When Barty is on, she has a Federer-like ability to appear as though she is floating across the court. She curls forehands at impossible angles, slices and whips backhands, depending on what the moment requires, seemingly pushing her opponents another step back behind the baseline with each shot. Don’t give Barty an overhead. No matter where it is, she finds a way to glide under it and smash it away.
Barty got an early service break in the second set to take a 2-1 lead, but Pliskova battled back in the sixth game of the set, unleashing a forehand down the line to give herself three chances to knot the score at three. That shot seemed to give Pliskova a jolt of energy and confidence. In the next game, she began pounding her serves and forehands and sending Barty into the corners for the first time all afternoon.
This was a battle of two first-time Wimbledon finalists who warred with their nerves as much as each other.
Serving at 5-5 and 40-0, Pliskova seemingly had the game won, but Barty scrambled and stretched for a forehand to make Pliskova hit one more shot. With the court wide open, Pliskova netted the backhand volley. Sensing an opening, Barty dug in and forced Pliskova into a series of errors from the baseline to win the next four points and grab a chance to serve for the match.
But Pliskova battled once more, breaking Barty’s faltering serve once more to force a tiebreaker. Handed a new lease on life, Pliskova did not waste it, chasing down balls in the back and front of the court as Barty’s first serve all but disappeared. Barty would double-fault on set point. The match headed to a deciding third set.
“I enjoyed every minute of being on this court,” Pliskova said after the match.
It did not start well for Pliskova, who played an awful service game at 0-1, netting a wide-open forehand volley to give Barty another early service break. After that, Barty started to roll once more, curling her forehands again and landing her serves into the corners of the box.
Pliskova hung in, stretching the points and the games as long as she could, forcing Barty to keep going for winners, but as resilient as she was she could not mount that one last comeback.
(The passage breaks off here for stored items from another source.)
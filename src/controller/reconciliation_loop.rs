//! # Reconciliation Loop
//!
//! Drives node refreshes: consumes trigger events and a periodic resync over
//! the status store, dedupes work per node through [`RefreshQueue`], and runs
//! the state machine on a bounded pool of workers.
//!
//! Per key a worker loads the request, advances it once, persists the result
//! and either archives it (terminal) or requeues it after the returned delay.
//! Errors never leave the loop: they are logged, counted and the key is
//! requeued after the error requeue interval. A key requeued with a delay is
//! not picked up early by resync or schedule triggers.
//!
//! Each resync also prunes the archive to the configured retention.

use crate::config::ControllerConfig;
use crate::controller::queue::{RefreshQueue, WorkItem};
use crate::controller::request::NodeRefreshRequest;
use crate::controller::state_machine::{Advance, Next, NodeRefreshStateMachine};
use crate::controller::trigger::{TriggerEvent, TriggerSource};
use crate::observability::metrics;
use crate::store::StatusStore;
use chrono::Utc;
use std::fmt;
use std::sync::Arc;
use std::time::Duration;
use tokio::sync::{mpsc, watch};
use tokio::task::JoinSet;
use tracing::{debug, error, info, info_span, warn, Instrument};

pub struct ReconciliationLoop {
    machine: Arc<NodeRefreshStateMachine>,
    store: Arc<dyn StatusStore>,
    queue: Arc<RefreshQueue>,
    workers: usize,
    resync_interval: Duration,
    error_requeue: Duration,
    history_retention: Duration,
    history_max_entries: usize,
}

impl fmt::Debug for ReconciliationLoop {
    fn fmt(&self, f: &mut fmt::Formatter<'_>) -> fmt::Result {
        f.debug_struct("ReconciliationLoop")
            .field("workers", &self.workers)
            .field("resync_interval", &self.resync_interval)
            .field("error_requeue", &self.error_requeue)
            .field("history_retention", &self.history_retention)
            .field("history_max_entries", &self.history_max_entries)
            .finish_non_exhaustive()
    }
}

impl ReconciliationLoop {
    #[must_use]
    pub fn new(
        machine: Arc<NodeRefreshStateMachine>,
        store: Arc<dyn StatusStore>,
        config: &ControllerConfig,
    ) -> Self {
        Self {
            machine,
            store,
            queue: Arc::new(RefreshQueue::new()),
            workers: config.max_concurrent_reconciliations.max(1),
            resync_interval: config.resync_interval(),
            error_requeue: config.reconciliation_error_requeue_duration(),
            history_retention: config.history_retention(),
            history_max_entries: config.history_max_entries,
        }
    }

    #[must_use]
    pub fn queue(&self) -> Arc<RefreshQueue> {
        Arc::clone(&self.queue)
    }

    /// Run until `shutdown` flips to `true`
    ///
    /// Workers finish the key they are processing before the loop returns.
    pub async fn run(
        self,
        mut triggers: mpsc::Receiver<TriggerEvent>,
        mut shutdown: watch::Receiver<bool>,
    ) {
        let this = Arc::new(self);
        info!(workers = this.workers, "starting reconciliation loop");

        let mut workers = JoinSet::new();
        for id in 0..this.workers {
            let worker = Arc::clone(&this);
            workers.spawn(async move { worker.work(id).await });
        }

        let mut resync = tokio::time::interval(this.resync_interval.max(Duration::from_millis(1)));
        resync.set_missed_tick_behavior(tokio::time::MissedTickBehavior::Delay);
        let mut triggers_open = true;

        loop {
            if *shutdown.borrow() {
                break;
            }
            tokio::select! {
                changed = shutdown.changed() => {
                    if changed.is_err() {
                        break;
                    }
                }
                event = triggers.recv(), if triggers_open => match event {
                    Some(event) => this.accept(event),
                    None => {
                        debug!("trigger channel closed");
                        triggers_open = false;
                    }
                },
                _ = resync.tick() => this.resync().await,
            }
        }

        info!("shutting down reconciliation loop");
        this.queue.close();
        while let Some(joined) = workers.join_next().await {
            if let Err(e) = joined {
                error!(error = %e, "reconciliation worker panicked");
            }
        }
        info!("reconciliation loop stopped");
    }

    fn accept(&self, event: TriggerEvent) {
        metrics::increment_triggers(event.source.as_str());
        debug!(node = %event.target_node_id, source = %event.source, "trigger received");
        self.queue.enqueue_trigger(event);
    }

    /// Re-enqueue every active request and prune the archive
    async fn resync(&self) {
        match self.store.list_active().await {
            Ok(requests) => {
                for request in requests {
                    metrics::increment_triggers(TriggerSource::Resync.as_str());
                    self.queue.enqueue(&request.target_node_id);
                }
            }
            Err(e) => {
                metrics::increment_loop_errors("resync");
                error!(error = %e, "resync failed to list active refreshes");
            }
        }
        self.prune_history().await;
    }

    async fn prune_history(&self) {
        let older_than = chrono::Duration::from_std(self.history_retention)
            .ok()
            .and_then(|retention| Utc::now().checked_sub_signed(retention));
        let Some(older_than) = older_than else {
            return;
        };
        match self
            .store
            .prune_history(older_than, self.history_max_entries)
            .await
        {
            Ok(0) => {}
            Ok(dropped) => debug!(dropped, "pruned refresh history"),
            Err(e) => {
                metrics::increment_loop_errors("prune");
                warn!(error = %e, "failed to prune refresh history");
            }
        }
    }

    async fn work(&self, id: usize) {
        while let Some(item) = self.queue.next().await {
            let key = item.key.clone();
            let span = info_span!("node_refresh", node = %key, worker = id);
            self.process(item).instrument(span).await;
            self.queue.done(&key);
        }
        debug!(worker = id, "worker stopped");
    }

    /// One evaluation of one key
    pub(crate) async fn process(&self, item: WorkItem) {
        let WorkItem { key, trigger } = item;

        let loaded = match self.store.load(&key).await {
            Ok(loaded) => loaded,
            Err(e) => return self.fail_stage("load", &key, &e.to_string()),
        };

        let request = match (loaded, trigger) {
            (Some(existing), Some(trigger))
                if existing.is_terminal() && trigger.source == TriggerSource::Manual =>
            {
                info!(node = %key, previous = %existing.phase, "manual trigger resets finished refresh");
                match self.create(&key, &trigger).await {
                    Some(request) => request,
                    None => return,
                }
            }
            (Some(existing), _) if existing.is_terminal() => {
                // terminal but not yet archived (archive failed earlier)
                if let Err(e) = self.store.archive(&existing).await {
                    self.fail_stage("archive", &key, &e.to_string());
                }
                return;
            }
            (Some(existing), _) => existing,
            (None, Some(trigger)) => match self.create(&key, &trigger).await {
                Some(request) => request,
                None => return,
            },
            (None, None) => {
                debug!(node = %key, "no active refresh");
                return;
            }
        };

        metrics::inc_in_flight();
        let Advance { request, next } = self.machine.advance(request).await;
        metrics::dec_in_flight();

        if let Err(e) = self.store.save(&request).await {
            return self.fail_stage("save", &key, &e.to_string());
        }

        match next {
            Next::Terminal => {
                info!(node = %key, phase = %request.phase, "refresh finished");
                if let Err(e) = self.store.archive(&request).await {
                    self.fail_stage("archive", &key, &e.to_string());
                }
            }
            Next::Requeue(delay) => self.queue.enqueue_after(&key, delay),
        }
    }

    async fn create(&self, key: &str, trigger: &TriggerEvent) -> Option<NodeRefreshRequest> {
        let request =
            NodeRefreshRequest::new(key, trigger.requested_at).with_limits(trigger.limits);
        match self.store.save(&request).await {
            Ok(()) => {
                info!(node = %key, source = %trigger.source, "refresh requested");
                Some(request)
            }
            Err(e) => {
                // the trigger is kept so the retry still creates the request
                self.queue.hold_trigger(trigger.clone());
                self.fail_stage("create", key, &e.to_string());
                None
            }
        }
    }

    fn fail_stage(&self, stage: &str, key: &str, message: &str) {
        metrics::increment_loop_errors(stage);
        error!(node = %key, stage = stage, error = %message, "refresh step failed, requeueing");
        self.queue.enqueue_after(key, self.error_requeue);
    }
}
Serving for the match a second time, Barty flirted with disaster, giving Pliskova a chance to break her serve once more, but on match point she lulled Pliskova into one more error. As Pliskova’s backhand hit the net, Barty clutched her head in disbelief having achieved her childhood dream.
“Really proud of myself about being able to reset,” Barty said.
Barty said it took her a long time to verbalize how badly she wanted to win at Wimbledon and slept little on Friday night, but when she came onto the court on Saturday she felt as though she was at home.
Her performance was an exclamation point on a stunning two weeks.
Craig Tyzzer, Barty’s coach, said she played little tennis in the weeks following that match, focusing mostly on rehabilitation and building her strength. She did not begin to practice her serve until the Wednesday before the tournament.
“It’s been a different preparation,” Tyzzer said. “I feel like it’s built really well. It started a bit scratchy. Felt she played well in the first match. Didn’t play so great in the second match. Played better in the third. It sort of got better each time.”
The championship will surely help make this year’s challenges to Barty feel worth it. She desperately missed the game and the competition last year. Standing just 5-foot-5, on the smaller side for top players these days, Barty has been a sports nut since she was a small child, playing cricket and Australian Rules football with her siblings and mates in Australia. She once took time off from tennis to play professional cricket.
She is an avid golfer who often has a set of clubs handy to squeeze in rounds as she travels the world for tennis. And she has done more traveling this year than ever.
“She really put her head down and said, ‘OK, if this is what we have to do,’” Tyzzer said. “It’s a long time away from family and friends. But we’ve got a good support network around us. We’re making the best of what we can. Would be nice to be able to pop home and have a week or two off and then come back, but we can’t do that. We’re trying to make the most of what we’ve got.”
And that is exactly what Barty did Saturday.